┏━━

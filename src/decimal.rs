use rust_decimal::{Decimal, RoundingStrategy};
use serde::{Deserialize, Serialize};
use std::fmt;
use std::iter::Sum;
use std::ops::{Add, AddAssign, Sub, SubAssign};
use std::str::FromStr;

use crate::errors::{AmortizationError, Result};

/// fractional digits of every currency amount the calculators emit
pub const CURRENCY_DP: u32 = 2;

/// round half-up (ties away from zero) to `dp` fractional digits
pub fn round_half_up(value: Decimal, dp: u32) -> Decimal {
    value.round_dp_with_strategy(dp, RoundingStrategy::MidpointAwayFromZero)
}

/// divide, then round the quotient half-up to exactly `scale` fractional digits
pub fn div_half_up(numerator: Decimal, denominator: Decimal, scale: u32) -> Result<Decimal> {
    let quotient = numerator
        .checked_div(denominator)
        .ok_or_else(|| AmortizationError::CalculationError {
            message: format!("cannot divide {} by {}", numerator, denominator),
        })?;
    Ok(round_half_up(quotient, scale))
}

/// raise `base` to an integer power, keeping `precision` significant digits
///
/// Squares and multiplies at full 96-bit working precision, then rounds the
/// result half-up to the requested number of significant digits. Overflow is
/// reported rather than panicking.
pub fn pow_significant(base: Decimal, exp: u32, precision: u32) -> Result<Decimal> {
    let overflow = || AmortizationError::CalculationError {
        message: format!("{}^{} overflows decimal range", base, exp),
    };

    let mut result = Decimal::ONE;
    let mut square = base;
    let mut remaining = exp;
    while remaining > 0 {
        if remaining & 1 == 1 {
            result = result.checked_mul(square).ok_or_else(overflow)?;
        }
        remaining >>= 1;
        if remaining > 0 {
            square = square.checked_mul(square).ok_or_else(overflow)?;
        }
    }

    result
        .round_sf_with_strategy(precision, RoundingStrategy::MidpointAwayFromZero)
        .ok_or_else(|| AmortizationError::CalculationError {
            message: format!("cannot round {} to {} significant digits", result, precision),
        })
}

/// currency amount
///
/// Arithmetic is exact; rounding to cents only happens where a calculation
/// explicitly asks for it via [`Money::round_cents`].
#[derive(Debug, Clone, Copy, PartialEq, Eq, PartialOrd, Ord, Hash, Serialize, Deserialize, Default)]
pub struct Money(Decimal);

impl Money {
    pub const ZERO: Money = Money(Decimal::ZERO);

    /// create from decimal, keeping its scale
    pub fn from_decimal(d: Decimal) -> Self {
        Money(d)
    }

    /// create from string with exact parsing
    pub fn from_str_exact(s: &str) -> std::result::Result<Self, rust_decimal::Error> {
        Ok(Money(Decimal::from_str_exact(s)?))
    }

    /// create from whole currency units
    pub fn from_major(amount: i64) -> Self {
        Money(Decimal::from(amount))
    }

    /// create from cents
    pub fn from_cents(cents: i64) -> Self {
        Money(Decimal::new(cents, CURRENCY_DP))
    }

    pub fn as_decimal(&self) -> Decimal {
        self.0
    }

    /// round half-up to two fractional digits, always carrying scale 2
    pub fn round_cents(&self) -> Self {
        let mut rounded = round_half_up(self.0, CURRENCY_DP);
        rounded.rescale(CURRENCY_DP);
        Money(rounded)
    }

    pub fn is_zero(&self) -> bool {
        self.0.is_zero()
    }

    pub fn is_negative(&self) -> bool {
        self.0 < Decimal::ZERO
    }

    pub fn min(self, other: Self) -> Self {
        Money(self.0.min(other.0))
    }

    pub fn max(self, other: Self) -> Self {
        Money(self.0.max(other.0))
    }

    /// multiply by a rate, rounding the product half-up to cents
    pub fn apply_rate(&self, rate: Rate) -> Result<Self> {
        let product = self
            .0
            .checked_mul(rate.as_decimal())
            .ok_or_else(|| AmortizationError::CalculationError {
                message: format!("{} * {} overflows decimal range", self.0, rate.as_decimal()),
            })?;
        Ok(Money(product).round_cents())
    }
}

impl fmt::Display for Money {
    fn fmt(&self, f: &mut fmt::Formatter<'_>) -> fmt::Result {
        write!(f, "{}", self.0)
    }
}

impl FromStr for Money {
    type Err = rust_decimal::Error;

    fn from_str(s: &str) -> std::result::Result<Self, Self::Err> {
        Money::from_str_exact(s)
    }
}

impl From<Decimal> for Money {
    fn from(d: Decimal) -> Self {
        Money::from_decimal(d)
    }
}

impl From<i32> for Money {
    fn from(i: i32) -> Self {
        Money::from_major(i as i64)
    }
}

impl Add for Money {
    type Output = Money;

    fn add(self, other: Money) -> Money {
        Money(self.0 + other.0)
    }
}

impl AddAssign for Money {
    fn add_assign(&mut self, other: Money) {
        self.0 += other.0;
    }
}

impl Sub for Money {
    type Output = Money;

    fn sub(self, other: Money) -> Money {
        Money(self.0 - other.0)
    }
}

impl SubAssign for Money {
    fn sub_assign(&mut self, other: Money) {
        self.0 -= other.0;
    }
}

impl Sum for Money {
    fn sum<I: Iterator<Item = Money>>(iter: I) -> Self {
        iter.fold(Money::ZERO, |acc, x| acc + x)
    }
}

/// interest rate held as a decimal fraction (0.06 for 6%)
#[derive(Debug, Clone, Copy, PartialEq, Eq, PartialOrd, Ord, Serialize, Deserialize, Default)]
pub struct Rate(Decimal);

impl Rate {
    pub const ZERO: Rate = Rate(Decimal::ZERO);

    /// create from decimal fraction (e.g., 0.05 for 5%)
    pub fn from_decimal(d: Decimal) -> Self {
        Rate(d)
    }

    /// create from a percentage (e.g., 6.0 for 6%), rounded half-up to `scale` digits
    pub fn from_percent(percent: Decimal, scale: u32) -> Result<Self> {
        Ok(Rate(div_half_up(percent, Decimal::ONE_HUNDRED, scale)?))
    }

    /// monthly rate from annual rate, rounded half-up to `scale` digits
    pub fn monthly(&self, scale: u32) -> Result<Rate> {
        Ok(Rate(div_half_up(self.0, Decimal::from(12), scale)?))
    }

    pub fn as_decimal(&self) -> Decimal {
        self.0
    }

    pub fn as_percentage(&self) -> Decimal {
        self.0 * Decimal::ONE_HUNDRED
    }

    pub fn is_zero(&self) -> bool {
        self.0.is_zero()
    }
}

impl fmt::Display for Rate {
    fn fmt(&self, f: &mut fmt::Formatter<'_>) -> fmt::Result {
        write!(f, "{}%", self.as_percentage().normalize())
    }
}

impl From<Decimal> for Rate {
    fn from(d: Decimal) -> Self {
        Rate::from_decimal(d)
    }
}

┗━━

* **Task prompt**: In the listing, find all lines with the string "range" and copy them.

* **Result for this exercise**:
        message: format!("{}^{} overflows decimal range", base, exp),
                message: format!("{} * {} overflows decimal range", self.0, rate.as_decimal()),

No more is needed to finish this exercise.